In a September 1, 2023 Fifth Circuit appellate decision, the court had held that FDA “has identified no authority allowing it to recommend consumers ‘stop’ taking medicine” or to give any medical advice, even in “tweet-sized doses.” The court also emphasized that the “FDA is not a physician. It has authority to inform, announce, and apprise—but not to endorse, denounce, or advise.” According to Boyden Gray’s attorney Jared Kelson, “This case has broad implications for protecting the practice of medicine from unlawful interference by the FDA–It’s about ensuring that federal agencies act only within their statutory authority. The FDA crossed a bright line here.” The ruling allowed that while FDA can “inform,” it has no authority to tell anyone to “stop” taking a medicine prescribed by their doctor. This Fifth Circuit ruling reversed a decision to dismiss the case and sent it back to the trial court for litigation, leading to the settlement.

 

Settlement details: 21 days to remove posts

 

Per the March 2024 settlement, plaintiff doctors Robert L. Apter, Mary Talley Bowden, and Paul E. Marik agreed to drop their lawsuit on condition that the anti-ivermectin materials be removed by FDA. Under the deal, DHHS and FDA have 21 days to “Retire” the famous “Why You Should Not Use Ivermectin to Treat or Prevent COVID-19” post from March 2021. FDA must also “delete and not republish” its Twitter, LinkedIn, and Facebook posts from August 21, 2021, that said, “You are not a horse.
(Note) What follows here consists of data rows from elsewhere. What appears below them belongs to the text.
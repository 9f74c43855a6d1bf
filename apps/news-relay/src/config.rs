use crate::error::ConfigError;
use chrono::NaiveTime;
use chrono_tz::Tz;
use std::path::PathBuf;
use std::str::FromStr;
use std::time::Duration;

pub const DEFAULT_POST_TIMES: &str = "09:00,12:00,18:00";
pub const DEFAULT_TIMEZONE: &str = "Europe/Moscow";
pub const DEFAULT_FEED_URLS: [&str; 3] = [
    "https://hnrss.org/frontpage?points=100",
    "https://hnrss.org/best?points=200",
    "https://hnrss.org/newest?points=150",
];
pub const DEFAULT_HN_API_BASE: &str = "https://hacker-news.firebaseio.com/v0";
pub const DEFAULT_TELEGRAM_API_BASE: &str = "https://api.telegram.org";

#[derive(Debug, Clone, PartialEq, Eq)]
pub enum SourceKind {
    /// RSS/Atom feeds, merged.
    Feed(Vec<String>),
    /// Hacker News item API rooted at the given base URL.
    HackerNews(String),
}

/// Service configuration, read from the environment.
#[derive(Clone)]
pub struct Config {
    pub telegram_bot_token: String,
    pub telegram_channel_id: String,
    pub telegram_api_base: String,
    pub gemini_api_key: String,
    pub gemini_base_url: String,
    pub gemini_model: String,

    pub post_times: Vec<NaiveTime>,
    pub timezone: Tz,
    pub post_quota: usize,
    pub fetch_count: usize,
    pub seen_capacity: usize,
    pub seen_store_path: PathBuf,

    pub target_language: String,
    pub translate_body: bool,
    pub source: SourceKind,

    pub http_timeout: Duration,
    pub candidate_timeout: Duration,
    pub channel_signature: Option<String>,
}

impl std::fmt::Debug for Config {
    fn fmt(&self, f: &mut std::fmt::Formatter<'_>) -> std::fmt::Result {
        f.debug_struct("Config")
            .field("telegram_channel_id", &self.telegram_channel_id)
            .field("gemini_model", &self.gemini_model)
            .field("post_times", &self.post_times)
            .field("timezone", &self.timezone)
            .field("post_quota", &self.post_quota)
            .field("fetch_count", &self.fetch_count)
            .field("seen_capacity", &self.seen_capacity)
            .field("seen_store_path", &self.seen_store_path)
            .field("target_language", &self.target_language)
            .field("source", &self.source)
            .finish_non_exhaustive()
    }
}

impl Config {
    pub fn from_env() -> Result<Self, ConfigError> {
        dotenvy::dotenv().ok();
        Self::from_lookup(|key| std::env::var(key).ok())
    }

    /// Build from an arbitrary key lookup. Blank values are treated as unset.
    pub fn from_lookup<F>(lookup: F) -> Result<Self, ConfigError>
    where
        F: Fn(&str) -> Option<String>,
    {
        let get = |key: &str| lookup(key).map(|v| v.trim().to_string()).filter(|v| !v.is_empty());

        let required = ["TELEGRAM_BOT_TOKEN", "TELEGRAM_CHANNEL_ID", "GEMINI_API_KEY"];
        let missing: Vec<&'static str> = required.into_iter().filter(|key| get(*key).is_none()).collect();
        if !missing.is_empty() {
            return Err(ConfigError::Missing(missing));
        }
        let require = |key: &'static str| get(key).ok_or(ConfigError::Missing(vec![key]));

        let post_times = parse_post_times(&get("POST_TIMES").unwrap_or_else(|| DEFAULT_POST_TIMES.to_string()))?;
        let timezone = get("TIMEZONE")
            .unwrap_or_else(|| DEFAULT_TIMEZONE.to_string())
            .parse::<Tz>()
            .map_err(|e| ConfigError::Invalid {
                var: "TIMEZONE",
                reason: e.to_string(),
            })?;

        let source = match get("NEWS_SOURCE").as_deref().unwrap_or("feed") {
            "feed" | "rss" => {
                let urls = get("FEED_URLS")
                    .map(|v| split_list(&v))
                    .unwrap_or_else(|| DEFAULT_FEED_URLS.iter().map(|s| s.to_string()).collect());
                if urls.is_empty() {
                    return Err(ConfigError::Invalid {
                        var: "FEED_URLS",
                        reason: "no feed URLs given".to_string(),
                    });
                }
                SourceKind::Feed(urls)
            }
            "hackernews" | "hn" => {
                SourceKind::HackerNews(get("HN_API_BASE").unwrap_or_else(|| DEFAULT_HN_API_BASE.to_string()))
            }
            other => {
                return Err(ConfigError::Invalid {
                    var: "NEWS_SOURCE",
                    reason: format!("unknown source type '{}', expected 'feed' or 'hackernews'", other),
                })
            }
        };

        Ok(Self {
            telegram_bot_token: require("TELEGRAM_BOT_TOKEN")?,
            telegram_channel_id: require("TELEGRAM_CHANNEL_ID")?,
            telegram_api_base: get("TELEGRAM_API_BASE").unwrap_or_else(|| DEFAULT_TELEGRAM_API_BASE.to_string()),
            gemini_api_key: require("GEMINI_API_KEY")?,
            gemini_base_url: get("GEMINI_BASE_URL").unwrap_or_else(|| gemini_engine::DEFAULT_BASE_URL.to_string()),
            gemini_model: get("GEMINI_MODEL").unwrap_or_else(|| gemini_engine::DEFAULT_MODEL.to_string()),
            post_times,
            timezone,
            post_quota: parse_positive(get("POST_QUOTA"), "POST_QUOTA", 1)?,
            fetch_count: parse_positive(get("FETCH_COUNT"), "FETCH_COUNT", 10)?,
            seen_capacity: parse_positive(get("SEEN_CAPACITY"), "SEEN_CAPACITY", 30)?,
            seen_store_path: get("SEEN_STORE_PATH")
                .map(PathBuf::from)
                .unwrap_or_else(|| PathBuf::from("data/seen.json")),
            target_language: get("TARGET_LANGUAGE").unwrap_or_else(|| "Russian".to_string()),
            translate_body: parse_bool(get("TRANSLATE_BODY"), "TRANSLATE_BODY", true)?,
            source,
            http_timeout: Duration::from_secs(parse_positive(get("HTTP_TIMEOUT_SECS"), "HTTP_TIMEOUT_SECS", 30)? as u64),
            candidate_timeout: Duration::from_secs(
                parse_positive(get("CANDIDATE_TIMEOUT_SECS"), "CANDIDATE_TIMEOUT_SECS", 120)? as u64,
            ),
            channel_signature: get("CHANNEL_SIGNATURE"),
        })
    }
}

fn split_list(value: &str) -> Vec<String> {
    value
        .split(',')
        .map(str::trim)
        .filter(|s| !s.is_empty())
        .map(str::to_string)
        .collect()
}

/// Parse `HH:MM[,HH:MM...]`.
pub fn parse_post_times(value: &str) -> Result<Vec<NaiveTime>, ConfigError> {
    let times = split_list(value)
        .iter()
        .map(|s| {
            NaiveTime::parse_from_str(s, "%H:%M").map_err(|e| ConfigError::Invalid {
                var: "POST_TIMES",
                reason: format!("'{}': {}", s, e),
            })
        })
        .collect::<Result<Vec<_>, _>>()?;

    if times.is_empty() {
        return Err(ConfigError::Invalid {
            var: "POST_TIMES",
            reason: "no post times given".to_string(),
        });
    }
    Ok(times)
}

fn parse_positive(value: Option<String>, var: &'static str, default: usize) -> Result<usize, ConfigError> {
    let Some(raw) = value else {
        return Ok(default);
    };
    match usize::from_str(&raw) {
        Ok(n) if n > 0 => Ok(n),
        Ok(_) => Err(ConfigError::Invalid {
            var,
            reason: "must be at least 1".to_string(),
        }),
        Err(e) => Err(ConfigError::Invalid {
            var,
            reason: format!("'{}': {}", raw, e),
        }),
    }
}

fn parse_bool(value: Option<String>, var: &'static str, default: bool) -> Result<bool, ConfigError> {
    let Some(raw) = value else {
        return Ok(default);
    };
    match raw.to_ascii_lowercase().as_str() {
        "1" | "true" | "yes" | "on" => Ok(true),
        "0" | "false" | "no" | "off" => Ok(false),
        _ => Err(ConfigError::Invalid {
            var,
            reason: format!("'{}' is not a boolean", raw),
        }),
    }
}
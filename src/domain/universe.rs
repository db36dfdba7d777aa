//! Symbol universe for multi-symbol runs.
//!
//! Parses symbol lists from configuration and loads each symbol's candles,
//! skipping symbols that have nothing to simulate.

use crate::domain::candle::Candle;
use crate::domain::error::OrbtraderError;
use crate::ports::data_port::DataPort;
use chrono::NaiveDate;
use std::collections::HashSet;
use tracing::{info, warn};

/// An ORB day needs at least one range candle and one entry candle.
pub const MIN_CANDLES: usize = 2;

#[derive(Debug, Clone, thiserror::Error)]
pub enum UniverseError {
    #[error("empty token in symbol list")]
    EmptyToken,

    #[error("duplicate symbol: {0}")]
    DuplicateSymbol(String),

    #[error("all symbols failed validation")]
    AllSymbolsFailed,
}

pub fn parse_symbols(input: &str) -> Result<Vec<String>, UniverseError> {
    let mut symbols = Vec::new();
    let mut seen = HashSet::new();

    for token in input.split(',') {
        let trimmed = token.trim();
        if trimmed.is_empty() {
            return Err(UniverseError::EmptyToken);
        }
        let symbol = trimmed.to_uppercase();
        if !seen.insert(symbol.clone()) {
            return Err(UniverseError::DuplicateSymbol(symbol));
        }
        symbols.push(symbol);
    }

    Ok(symbols)
}

/// Candles for one symbol, ready for the engine.
#[derive(Debug, Clone)]
pub struct SymbolCandles {
    pub symbol: String,
    pub candles: Vec<Candle>,
    pub daily: Vec<Candle>,
}

#[derive(Debug, Clone)]
pub struct SkippedSymbol {
    pub symbol: String,
    pub reason: SkipReason,
}

#[derive(Debug, Clone, PartialEq)]
pub enum SkipReason {
    FetchFailed(String),
    InsufficientCandles { candles: usize },
}

#[derive(Debug)]
pub struct UniverseLoad {
    pub loaded: Vec<SymbolCandles>,
    pub skipped: Vec<SkippedSymbol>,
}

/// Fetch intraday (and, when `with_daily`, daily) candles for every symbol.
///
/// Symbols whose fetch fails or that return fewer than [`MIN_CANDLES`] are
/// skipped with a warning. Fails only if every symbol is skipped.
pub fn load_universe(
    data_port: &dyn DataPort,
    symbols: &[String],
    start_date: NaiveDate,
    end_date: NaiveDate,
    with_daily: bool,
) -> Result<UniverseLoad, OrbtraderError> {
    let mut loaded = Vec::new();
    let mut skipped = Vec::new();

    for symbol in symbols {
        let candles = match data_port.fetch_candles(symbol, start_date, end_date) {
            Ok(c) => c,
            Err(e) => {
                warn!(%symbol, error = %e, "skipping symbol");
                skipped.push(SkippedSymbol {
                    symbol: symbol.clone(),
                    reason: SkipReason::FetchFailed(e.to_string()),
                });
                continue;
            }
        };

        if candles.len() < MIN_CANDLES {
            warn!(%symbol, candles = candles.len(), "skipping symbol, not enough candles");
            skipped.push(SkippedSymbol {
                symbol: symbol.clone(),
                reason: SkipReason::InsufficientCandles {
                    candles: candles.len(),
                },
            });
            continue;
        }

        let daily = if with_daily {
            data_port
                .fetch_daily_candles(symbol, start_date, end_date)
                .unwrap_or_else(|e| {
                    warn!(%symbol, error = %e, "daily candles unavailable, will resample");
                    Vec::new()
                })
        } else {
            Vec::new()
        };

        info!(%symbol, candles = candles.len(), daily = daily.len(), "loaded");
        loaded.push(SymbolCandles {
            symbol: symbol.clone(),
            candles,
            daily,
        });
    }

    if loaded.is_empty() {
        return Err(UniverseError::AllSymbolsFailed.into());
    }

    Ok(UniverseLoad { loaded, skipped })
}
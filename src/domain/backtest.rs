//! Multi-day backtest driver.
//!
//! Splits a symbol's candle series into local calendar days, runs the
//! [`TradeManager`] over each day in order and collects closed trades,
//! still-open positions and a per-day log. Symbols are independent and can
//! be run in parallel with [`run_symbols`].

use std::borrow::Cow;
use std::ops::Range;

use chrono::NaiveDate;
use rayon::prelude::*;
use tracing::{debug, info, warn};

use super::candle::{resample_daily, Candle};
use super::config::StrategyConfig;
use super::error::OrbtraderError;
use super::manager::{DayOutcome, TradeManager};
use super::metrics::TradeMetrics;
use super::position::OpenPosition;
use super::session::SessionClock;
use super::trade::Trade;
use super::trend::DailyTrend;
use super::universe::SymbolCandles;

pub use super::manager::DayStatus;

#[derive(Debug, Clone, PartialEq, Eq)]
pub struct BacktestRequest {
    pub symbol: String,
    /// Label copied onto every trade record.
    pub mode: String,
    pub start_date: NaiveDate,
    /// Inclusive.
    pub end_date: NaiveDate,
}

#[derive(Debug, Clone, PartialEq)]
pub struct DailyLogEntry {
    pub day_key: NaiveDate,
    pub status: DayStatus,
    pub trend: DailyTrend,
    /// Closed trades plus an unresolved position, if any.
    pub trades: usize,
    pub pnl_quote: f64,
    pub r_total: f64,
}

impl DailyLogEntry {
    fn from_outcome(outcome: &DayOutcome) -> Self {
        DailyLogEntry {
            day_key: outcome.day_key,
            status: outcome.status,
            trend: outcome.trend,
            trades: outcome.trade_count(),
            pnl_quote: outcome.trades.iter().map(|t| t.pnl_quote).sum(),
            r_total: outcome.trades.iter().map(|t| t.r_multiple).sum(),
        }
    }
}

#[derive(Debug, Clone, PartialEq)]
pub struct BacktestResult {
    pub symbol: String,
    /// Closed trades in entry order.
    pub trades: Vec<Trade>,
    /// Positions the series ended on, marked `end_of_data`.
    pub active: Vec<Trade>,
    pub daily_log: Vec<DailyLogEntry>,
}

impl BacktestResult {
    pub fn metrics(&self) -> TradeMetrics {
        TradeMetrics::compute(&self.trades)
    }

    pub fn total_pnl(&self) -> f64 {
        self.trades.iter().map(|t| t.pnl_quote).sum()
    }

    pub fn trades_on(&self, day: NaiveDate) -> impl Iterator<Item = &Trade> + '_ {
        self.trades.iter().filter(move |t| t.day_key == day)
    }

    pub fn days_with(&self, status: DayStatus) -> usize {
        self.daily_log.iter().filter(|d| d.status == status).count()
    }
}

/// Index ranges of consecutive candles sharing a local calendar date.
fn day_ranges(series: &[Candle], clock: &SessionClock) -> Vec<(NaiveDate, Range<usize>)> {
    let mut days: Vec<(NaiveDate, Range<usize>)> = Vec::new();
    for (index, candle) in series.iter().enumerate() {
        let key = clock.day_key(candle);
        match days.last_mut() {
            Some((last, range)) if *last == key => range.end = index + 1,
            _ => days.push((key, index..index + 1)),
        }
    }
    days
}

/// Candles sorted by timestamp, keeping the first of any duplicates.
fn ordered(candles: &[Candle]) -> Cow<'_, [Candle]> {
    let sorted = candles.is_sorted_by_key(|c| c.timestamp);
    if sorted && candles.windows(2).all(|w| w[0].timestamp != w[1].timestamp) {
        return Cow::Borrowed(candles);
    }

    let mut fixed = candles.to_vec();
    if !sorted {
        warn!("candles out of order, sorting by timestamp");
        fixed.sort_by_key(|c| c.timestamp);
    }
    let before = fixed.len();
    fixed.dedup_by_key(|c| c.timestamp);
    if fixed.len() < before {
        warn!(dropped = before - fixed.len(), "duplicate candle timestamps, keeping the first");
    }
    Cow::Owned(fixed)
}

/// Run every day of `series` whose key satisfies `in_range`.
fn simulate_days(
    series: &[Candle],
    daily: &[Candle],
    config: &StrategyConfig,
    mode: &str,
    in_range: impl Fn(NaiveDate) -> bool,
) -> Vec<DayOutcome> {
    let clock = config.clock();
    let filter = config.trend_filter();

    let resampled;
    let daily = if filter.enabled && daily.is_empty() {
        resampled = resample_daily(series, clock.tz());
        resampled.as_slice()
    } else {
        daily
    };

    let manager = TradeManager::new(config, mode);
    day_ranges(series, &clock)
        .into_iter()
        .filter(|(day, _)| in_range(*day))
        .map(|(day, range)| {
            let trend = if filter.enabled {
                filter.compute_daily_trend(daily, day, &clock)
            } else {
                DailyTrend::Neutral
            };
            manager.run_day(series, range, day, trend)
        })
        .collect()
}

/// Backtest one symbol over the request's date range.
///
/// The configuration is validated before any day runs. Per-day anomalies
/// are recorded in the daily log and never fail the run. Exits may resolve
/// on candles after `end_date`.
pub fn run_backtest(
    candles: &[Candle],
    daily: &[Candle],
    config: &StrategyConfig,
    request: &BacktestRequest,
) -> Result<BacktestResult, OrbtraderError> {
    config.validate()?;
    if request.start_date > request.end_date {
        return Err(OrbtraderError::invalid(
            "backtest",
            "end_date",
            format!("{} is before start_date {}", request.end_date, request.start_date),
        ));
    }

    let series = ordered(candles);
    let daily = ordered(daily);
    let outcomes = simulate_days(&series, &daily, config, &request.mode, |day| {
        day >= request.start_date && day <= request.end_date
    });

    let mut result = BacktestResult {
        symbol: request.symbol.clone(),
        trades: Vec::new(),
        active: Vec::new(),
        daily_log: Vec::with_capacity(outcomes.len()),
    };
    for outcome in outcomes {
        result.daily_log.push(DailyLogEntry::from_outcome(&outcome));
        result.trades.extend(outcome.trades);
        result.active.extend(outcome.active);
    }

    info!(
        symbol = %result.symbol,
        days = result.daily_log.len(),
        trades = result.trades.len(),
        active = result.active.len(),
        pnl = result.total_pnl(),
        "backtest complete"
    );
    Ok(result)
}

/// Backtest independent symbols in parallel. Results keep input order.
pub fn run_symbols(
    symbols: &[SymbolCandles],
    config: &StrategyConfig,
    mode: &str,
    start_date: NaiveDate,
    end_date: NaiveDate,
) -> Result<Vec<BacktestResult>, OrbtraderError> {
    config.validate()?;
    symbols
        .par_iter()
        .map(|sc| {
            let request = BacktestRequest {
                symbol: sc.symbol.clone(),
                mode: mode.to_string(),
                start_date,
                end_date,
            };
            run_backtest(&sc.candles, &sc.daily, config, &request)
        })
        .collect::<Result<Vec<_>, _>>()
}

/// Position the strategy would be holding at the end of `candles`, if any.
///
/// Replays every day in the series; callers own any caching.
pub fn detect_or_update_active_trade(candles: &[Candle], config: &StrategyConfig) -> Option<OpenPosition> {
    if let Err(err) = config.validate() {
        warn!(%err, "cannot detect active trade");
        return None;
    }
    let series = ordered(candles);
    let outcomes = simulate_days(&series, &[], config, config.default_mode(), |_| true);
    let active = outcomes.into_iter().rev().find_map(|o| o.open_position);
    debug!(found = active.is_some(), "active trade detection");
    active
}
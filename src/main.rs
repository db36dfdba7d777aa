use clap::Parser;
use orbtrader::cli::{run, Cli};
use tracing_subscriber::EnvFilter;

fn setup_logging() {
    let filter = EnvFilter::try_from_default_env().unwrap_or_else(|_| EnvFilter::new("orbtrader=info"));
    tracing_subscriber::fmt()
        .with_env_filter(filter)
        .with_writer(std::io::stderr)
        .init();
}

fn main() -> std::process::ExitCode {
    setup_logging();
    run(Cli::parse())
}
#![allow(dead_code)]

use chrono::{DateTime, Duration, NaiveDate, TimeZone, Utc};
use orbtrader::domain::candle::Candle;
use orbtrader::domain::config::StrategyConfig;
use orbtrader::domain::error::OrbtraderError;
use orbtrader::domain::session::SessionWindow;
use orbtrader::ports::data_port::DataPort;
use std::collections::HashMap;
use std::process::ExitCode;

pub struct MockDataPort {
    pub data: HashMap<String, Vec<Candle>>,
    pub daily: HashMap<String, Vec<Candle>>,
    pub errors: HashMap<String, String>,
}

impl MockDataPort {
    pub fn new() -> Self {
        Self {
            data: HashMap::new(),
            daily: HashMap::new(),
            errors: HashMap::new(),
        }
    }

    pub fn with_candles(mut self, symbol: &str, candles: Vec<Candle>) -> Self {
        self.data.insert(symbol.to_string(), candles);
        self
    }

    pub fn with_daily(mut self, symbol: &str, candles: Vec<Candle>) -> Self {
        self.daily.insert(symbol.to_string(), candles);
        self
    }

    pub fn with_error(mut self, symbol: &str, reason: &str) -> Self {
        self.errors.insert(symbol.to_string(), reason.to_string());
        self
    }
}

fn in_range(candles: &[Candle], start: NaiveDate, end: NaiveDate) -> Vec<Candle> {
    candles
        .iter()
        .filter(|c| {
            let d = c.timestamp.date_naive();
            d >= start && d <= end
        })
        .cloned()
        .collect()
}

impl DataPort for MockDataPort {
    fn fetch_candles(
        &self,
        symbol: &str,
        start_date: NaiveDate,
        end_date: NaiveDate,
    ) -> Result<Vec<Candle>, OrbtraderError> {
        if let Some(reason) = self.errors.get(symbol) {
            return Err(OrbtraderError::Data {
                reason: reason.clone(),
            });
        }
        Ok(self
            .data
            .get(symbol)
            .map(|c| in_range(c, start_date, end_date))
            .unwrap_or_default())
    }

    fn fetch_daily_candles(
        &self,
        symbol: &str,
        start_date: NaiveDate,
        end_date: NaiveDate,
    ) -> Result<Vec<Candle>, OrbtraderError> {
        Ok(self
            .daily
            .get(symbol)
            .map(|c| in_range(c, start_date, end_date))
            .unwrap_or_default())
    }

    fn list_symbols(&self) -> Result<Vec<String>, OrbtraderError> {
        let mut symbols: Vec<String> = self.data.keys().cloned().collect();
        symbols.sort();
        Ok(symbols)
    }
}

pub fn date(y: i32, m: u32, d: u32) -> NaiveDate {
    NaiveDate::from_ymd_opt(y, m, d).unwrap()
}

pub fn utc(y: i32, m: u32, d: u32, h: u32, min: u32) -> DateTime<Utc> {
    Utc.with_ymd_and_hms(y, m, d, h, min, 0).unwrap()
}

pub fn make_candle(timestamp: DateTime<Utc>, open: f64, high: f64, low: f64, close: f64) -> Candle {
    Candle {
        timestamp,
        open,
        high,
        low,
        close,
        volume: 1.0,
    }
}

/// One hourly candle per close starting at `start`, with a one-unit wick
/// either side of the body.
pub fn hourly_candles(start: DateTime<Utc>, closes: &[f64]) -> Vec<Candle> {
    let mut prev = closes.first().copied().unwrap_or(0.0);
    closes
        .iter()
        .enumerate()
        .map(|(i, &close)| {
            let open = prev;
            prev = close;
            make_candle(
                start + Duration::hours(i as i64),
                open,
                open.max(close) + 1.0,
                open.min(close) - 1.0,
                close,
            )
        })
        .collect()
}

/// UTC session: ORB 00-01, entries 01-20, forced close 20-24.
pub fn session_config() -> StrategyConfig {
    StrategyConfig {
        risk_per_trade: 100.0,
        orb_multiplier: 1.0,
        take_profit_multiplier: 2.0,
        orb_window: SessionWindow::new(0, 1),
        entry_window: SessionWindow::new(1, 20),
        exit_window: SessionWindow::new(20, 24),
        full_day_trading: false,
        session_trading: true,
        ..Default::default()
    }
}

/// Round-the-clock trading with the 24h holding limit.
pub fn full_day_config() -> StrategyConfig {
    StrategyConfig {
        risk_per_trade: 100.0,
        ..Default::default()
    }
}

pub fn exit_code_is(code: ExitCode, expected: u8) -> bool {
    format!("{code:?}") == format!("{:?}", ExitCode::from(expected))
}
You are not a cow. Seriously, y’all. Stop it” and its Instagram post from that same date stating “You are not a horse. Stop it with the #ivermectin. It’s not authorized for treating #COVID”. The agency also must take down other similar postings from other social media. As is common in some settlement agreements, this order includes that, “Neither this Stipulation of Dismissal nor the actions described herein shall constitute an admission or evidence of any issue of fact or law, wrongdoing, misconduct, or liability on the part of any party to this litigation.”  

 

The practice of medicine

 

The 10th Amendment of the US Constitution authorizes states to establish laws protecting the health, safety, and general welfare of citizens. Generally speaking, it is solely a state-level issue to define the practice of medicine, and definitions tend to be very broad, to include any action to treat a disease or condition. Under California Business and Professions Code 2052, for example, it is a felony for “any person who practices or attempts to practice, or who advertises or holds himself or herself out as practicing, any system or mode of treating the sick or afflicted in this state, or who diagnoses, treats, operates for, or prescribes for any ailment, blemish, deformity, disease, disfigurement, disorder, injury, or other physical or mental condition of any person” to do so without a medical license.

 

A win for patients beyond ivermectin

 

Notably, while ivermectin has detractors, from mainstream doctors who think the evidence is too weak to support use of this drug to those with a broad distrust of our pharmaceutical industry, this settlement agreement is a win for doctors and patients in protecting their right to decide what and how to use medicines. Looking beyond ivermectin, the Fifth Circuit ruling and the later settlement should accrue to the benefit of all Americans who seek medical and health freedom. And the argument that FDA was essentially practicing medicine without authority could have wide-ranging impact, e.g. many practices, such as water fluoridation or face-masking mandates, might be susceptible to similar challenges.

 

Much at stake: vaccines and more

 

The campaign against ivermectin was much broader than just FDA action; and without taking any views on the utility of this drug, it can be noted that there was much at stake: if ivermectin had been approved for COVID-19, there would have been no legal basis for mRNA vaccine Emergency Use Authorizations, or likely Paxlovid development.  

 

And we need to see FDA’s ivermectin over-reach as only one example of the widespread use of official and semi-official means to create broad control over information flow, so as to suppress a doctor’s ability to use the best available methods to treat and prevent illness. In so doing, government officials and their agencies have also suppressed the patient’s access to the kind of health care they seek, with the doctors that they wish to use.